Description of the task
Filter the lines below, keeping each one that holds "WriterInterceptor".

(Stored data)
———

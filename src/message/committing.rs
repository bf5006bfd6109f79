//! Output stream that defers opening the real stream until the first
//! bytes must go out.
use std::fmt;
use std::io::{self, Write};
use std::sync::Arc;

use log::trace;
use parking_lot::Mutex;

use crate::message::{MessageError, Result};

/// Opens the real output stream on commit. `content_length` is known when
/// the whole entity fit in the buffer.
pub trait StreamProvider: Send {
    fn output_stream(&mut self, content_length: Option<usize>) -> io::Result<Box<dyn Write + Send>>;
}

impl<F> StreamProvider for F
where
    F: FnMut(Option<usize>) -> io::Result<Box<dyn Write + Send>> + Send,
{
    fn output_stream(&mut self, content_length: Option<usize>) -> io::Result<Box<dyn Write + Send>> {
        self(content_length)
    }
}

/// Used when the stream is closed without ever being given a provider.
struct NullStreamProvider;

impl StreamProvider for NullStreamProvider {
    fn output_stream(&mut self, _: Option<usize>) -> io::Result<Box<dyn Write + Send>> {
        Ok(Box::new(io::sink()))
    }
}

/// Nothing is written to the real stream before commit. With buffering
/// enabled, writes are held in memory until they outgrow the buffer or the
/// stream is closed; an entity that fits is committed with its exact length.
///
/// ```
/// use std::io::Write;
/// use jbrest::message::committing::CommittingOutputStream;
///
/// let mut out = CommittingOutputStream::new();
/// out.enable_buffering(16).unwrap();
/// out.set_stream_provider(|length: Option<usize>| -> std::io::Result<Box<dyn Write + Send>> {
///     assert_eq!(length, Some(5));
///     Ok(Box::new(std::io::sink()))
/// });
/// out.write_all(b"hello").unwrap();
/// assert!(!out.is_committed());
/// out.close().unwrap();
/// assert!(out.is_committed());
/// ```
pub struct CommittingOutputStream {
    provider: Option<Box<dyn StreamProvider>>,
    output: Option<Box<dyn Write + Send>>,
    buffer: Option<Vec<u8>>,
    buffer_size: usize,
    committed: bool,
    closed: bool,
}

impl Default for CommittingOutputStream {
    fn default() -> Self {
        Self::new()
    }
}

impl CommittingOutputStream {
    pub fn new() -> Self {
        Self {
            provider: None,
            output: None,
            buffer: None,
            buffer_size: 0,
            committed: false,
            closed: false,
        }
    }

    pub fn set_stream_provider<P: StreamProvider + 'static>(&mut self, provider: P) {
        self.provider = Some(Box::new(provider));
    }

    /// Hold up to `size` bytes before committing. 0 disables buffering.
    /// Must be called before anything is written.
    pub fn enable_buffering(&mut self, size: usize) -> Result<()> {
        if self.committed || self.buffer.as_ref().map_or(false, |b| !b.is_empty()) {
            return Err(MessageError::IllegalState(
                "buffering cannot be enabled once the stream has been written to".to_string(),
            ));
        }
        self.buffer_size = size;
        self.buffer = if size > 0 { Some(vec![]) } else { None };
        Ok(())
    }
    pub fn is_buffering(&self) -> bool {
        self.buffer.is_some()
    }
    pub fn is_committed(&self) -> bool {
        self.committed
    }
    pub fn is_closed(&self) -> bool {
        self.closed
    }

    fn open(&mut self, content_length: Option<usize>) -> io::Result<()> {
        if self.committed {
            return Ok(());
        }
        let provider = self.provider.as_mut().ok_or_else(|| {
            io::Error::new(io::ErrorKind::Other, "stream provider has not been set")
        })?;
        trace!("committing stream, content length {:?}", content_length);
        self.output = Some(provider.output_stream(content_length)?);
        self.committed = true;
        Ok(())
    }

    /// Commit and write out whatever is buffered. At the end of the stream
    /// the buffered size is the content length.
    fn flush_buffer(&mut self, end_of_stream: bool) -> io::Result<()> {
        match self.buffer.take() {
            Some(buffer) => {
                let length = if end_of_stream { Some(buffer.len()) } else { None };
                self.open(length)?;
                self.output_mut()?.write_all(&buffer)
            }
            None => self.open(None),
        }
    }

    fn output_mut(&mut self) -> io::Result<&mut (dyn Write + Send)> {
        match self.output.as_mut() {
            Some(output) => Ok(output.as_mut()),
            None => Err(io::Error::new(io::ErrorKind::Other, "stream not committed")),
        }
    }

    /// Open the real stream now. Buffered bytes are written out and their
    /// count is passed on as the content length.
    pub fn commit(&mut self) -> io::Result<()> {
        if !self.committed {
            self.flush_buffer(true)?;
        }
        Ok(())
    }

    /// Commit if needed, then flush and drop the real stream. Idempotent.
    pub fn close(&mut self) -> io::Result<()> {
        if self.closed {
            return Ok(());
        }
        self.closed = true;
        if self.provider.is_none() {
            self.provider = Some(Box::new(NullStreamProvider));
        }
        self.commit()?;
        match self.output.take() {
            Some(mut output) => output.flush(),
            None => Ok(()),
        }
    }
}

impl Write for CommittingOutputStream {
    fn write(&mut self, buf: &[u8]) -> io::Result<usize> {
        if self.closed {
            return Err(io::Error::new(io::ErrorKind::Other, "stream is closed"));
        }
        if let Some(buffer) = self.buffer.as_mut() {
            if buffer.len() + buf.len() <= self.buffer_size {
                buffer.extend_from_slice(buf);
                return Ok(buf.len());
            }
            self.flush_buffer(false)?;
        } else {
            self.open(None)?;
        }
        self.output_mut()?.write(buf)
    }

    /// Buffered bytes stay buffered.
    fn flush(&mut self) -> io::Result<()> {
        match self.output.as_mut() {
            Some(output) if self.committed => output.flush(),
            _ => Ok(()),
        }
    }
}

impl fmt::Debug for CommittingOutputStream {
    fn fmt(&self, f: &mut fmt::Formatter<'_>) -> fmt::Result {
        f.debug_struct("CommittingOutputStream")
            .field("buffered", &self.buffer.as_ref().map(Vec::len))
            .field("buffer_size", &self.buffer_size)
            .field("committed", &self.committed)
            .field("closed", &self.closed)
            .finish()
    }
}

/// Shared handle to a [`CommittingOutputStream`], so entity stream
/// wrappers can write to it while its owner still controls commit and
/// close.
#[derive(Clone, Debug, Default)]
pub struct CommittingWriter(Arc<Mutex<CommittingOutputStream>>);

impl CommittingWriter {
    pub fn new(stream: CommittingOutputStream) -> Self {
        Self(Arc::new(Mutex::new(stream)))
    }
    pub fn lock(&self) -> parking_lot::MutexGuard<'_, CommittingOutputStream> {
        self.0.lock()
    }
}

impl Write for CommittingWriter {
    fn write(&mut self, buf: &[u8]) -> io::Result<usize> {
        self.0.lock().write(buf)
    }
    fn flush(&mut self) -> io::Result<()> {
        self.0.lock().flush()
    }
}

#[cfg(test)]
mod test {
    use super::*;

    #[derive(Clone, Default)]
    struct Sink(Arc<Mutex<Vec<u8>>>);

    impl Write for Sink {
        fn write(&mut self, buf: &[u8]) -> io::Result<usize> {
            self.0.lock().extend_from_slice(buf);
            Ok(buf.len())
        }
        fn flush(&mut self) -> io::Result<()> {
            Ok(())
        }
    }

    fn stream(buffer: usize) -> (CommittingOutputStream, Sink, Arc<Mutex<Vec<Option<usize>>>>) {
        let sink = Sink::default();
        let lengths = Arc::new(Mutex::new(vec![]));
        let mut out = CommittingOutputStream::new();
        out.enable_buffering(buffer).unwrap();
        let (provider_sink, provider_lengths) = (sink.clone(), lengths.clone());
        out.set_stream_provider(
            move |length: Option<usize>| -> io::Result<Box<dyn Write + Send>> {
                provider_lengths.lock().push(length);
                Ok(Box::new(provider_sink.clone()))
            },
        );
        (out, sink, lengths)
    }

    #[test]
    fn test_small_entity_gets_exact_length() {
        let (mut out, sink, lengths) = stream(8);
        out.write_all(b"abc").unwrap();
        out.flush().unwrap();
        assert!(!out.is_committed());
        assert!(sink.0.lock().is_empty());
        out.close().unwrap();
        out.close().unwrap();
        assert_eq!(*lengths.lock(), vec![Some(3)]);
        assert_eq!(*sink.0.lock(), b"abc".to_vec());
        assert!(out.write(b"x").is_err());
    }

    #[test]
    fn test_overflow_commits_without_length() {
        let (mut out, sink, lengths) = stream(4);
        out.write_all(b"abc").unwrap();
        out.write_all(b"defg").unwrap();
        assert!(out.is_committed());
        out.write_all(b"h").unwrap();
        out.close().unwrap();
        assert_eq!(*lengths.lock(), vec![None]);
        assert_eq!(*sink.0.lock(), b"abcdefgh".to_vec());
    }

    #[test]
    fn test_unbuffered_commits_on_first_write() {
        let (mut out, sink, lengths) = stream(0);
        assert!(!out.is_buffering());
        out.write_all(b"a").unwrap();
        assert!(out.is_committed());
        assert_eq!(*sink.0.lock(), b"a".to_vec());
        assert_eq!(*lengths.lock(), vec![None]);
        assert!(out.enable_buffering(10).is_err());
    }

    #[test]
    fn test_commit_empty_and_close_without_provider() {
        let (mut out, _, lengths) = stream(8);
        out.commit().unwrap();
        assert_eq!(*lengths.lock(), vec![Some(0)]);

        let mut out = CommittingOutputStream::new();
        assert!(out.write(b"a").is_err());
        let mut out = CommittingOutputStream::new();
        out.close().unwrap();
        assert!(out.is_committed());
    }

    #[test]
    fn test_shared_writer() {
        let (out, sink, _) = stream(0);
        let shared = CommittingWriter::new(out);
        let mut writer = shared.clone();
        writer.write_all(b"shared").unwrap();
        shared.lock().close().unwrap();
        assert_eq!(*sink.0.lock(), b"shared".to_vec());
    }
}
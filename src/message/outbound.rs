//! Outbound messages: requests sent by a client, responses sent by a
//! server.
use std::any::Any;
use std::fmt;
use std::io::Write;
use std::str::FromStr;
use std::sync::Arc;

use log::{debug, warn};
use once_cell::unsync::OnceCell;
use parking_lot::{Mutex, MutexGuard};

use crate::config::Configuration;
use crate::content::MessageBodyWorkers;
use crate::header::list::{read_accept_language, read_accept_media_type};
use crate::header::{
    self, AcceptableLanguageTag, AcceptableMediaType, HeaderMap, HeaderParseError, HeaderValue,
    MediaType, DEFAULT_QUALITY,
};
use crate::message::committing::{CommittingWriter, StreamProvider};
use crate::message::interceptor::{WriterInterceptor, WriterInterceptorContext};
use crate::message::{
    Direction, Entity, EntityType, HeaderMethods, MessageError, PropertiesDelegate, Result,
};

const CLOSED: &str = "outbound message context is closed";

/// Headers and entity of an outbound message.
///
/// Header values are kept typed until they are written. The entity is
/// written through the writer interceptors and the body writers to the
/// entity stream, which ends in a
/// [`CommittingOutputStream`](crate::message::committing::CommittingOutputStream): the real
/// output stream is only opened on commit, so headers can still change
/// until the first bytes go out.
///
/// ```
/// use std::io::Write;
/// use std::sync::{Arc, Mutex};
/// use jbrest::content::MessageBodyWorkers;
/// use jbrest::header::MediaType;
/// use jbrest::message::outbound::OutboundMessageContext;
/// use jbrest::message::MapPropertiesDelegate;
///
/// let sent = Arc::new(Mutex::new(None));
/// let length = sent.clone();
/// let mut ctx = OutboundMessageContext::default()
///     .with_workers(Arc::new(MessageBodyWorkers::with_builtins()));
/// ctx.enable_buffering().unwrap();
/// ctx.set_stream_provider(move |content_length: Option<usize>| -> std::io::Result<Box<dyn Write + Send>> {
///     *length.lock().unwrap() = content_length;
///     Ok(Box::new(std::io::sink()))
/// });
/// ctx.set_media_type(MediaType::text_plain());
/// ctx.set_entity("Hello".to_string());
/// ctx.write_entity(&mut MapPropertiesDelegate::new()).unwrap();
/// ctx.close();
/// assert_eq!(*sent.lock().unwrap(), Some(5));
/// ```
pub struct OutboundMessageContext {
    headers: HeaderMap<HeaderValue>,
    entity: Option<Arc<Mutex<Entity>>>,
    entity_type: Option<EntityType>,
    committing: CommittingWriter,
    entity_stream: Box<dyn Write + Send>,
    workers: Option<Arc<MessageBodyWorkers>>,
    interceptors: Vec<Arc<dyn WriterInterceptor>>,
    configuration: Configuration,
    media_type: OnceCell<Option<MediaType>>,
    closed: bool,
}

impl Default for OutboundMessageContext {
    fn default() -> Self {
        Self::new(Configuration::default())
    }
}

———

Answer area
use crate::message::interceptor::{WriterInterceptor, WriterInterceptorContext};
    interceptors: Vec<Arc<dyn WriterInterceptor>>,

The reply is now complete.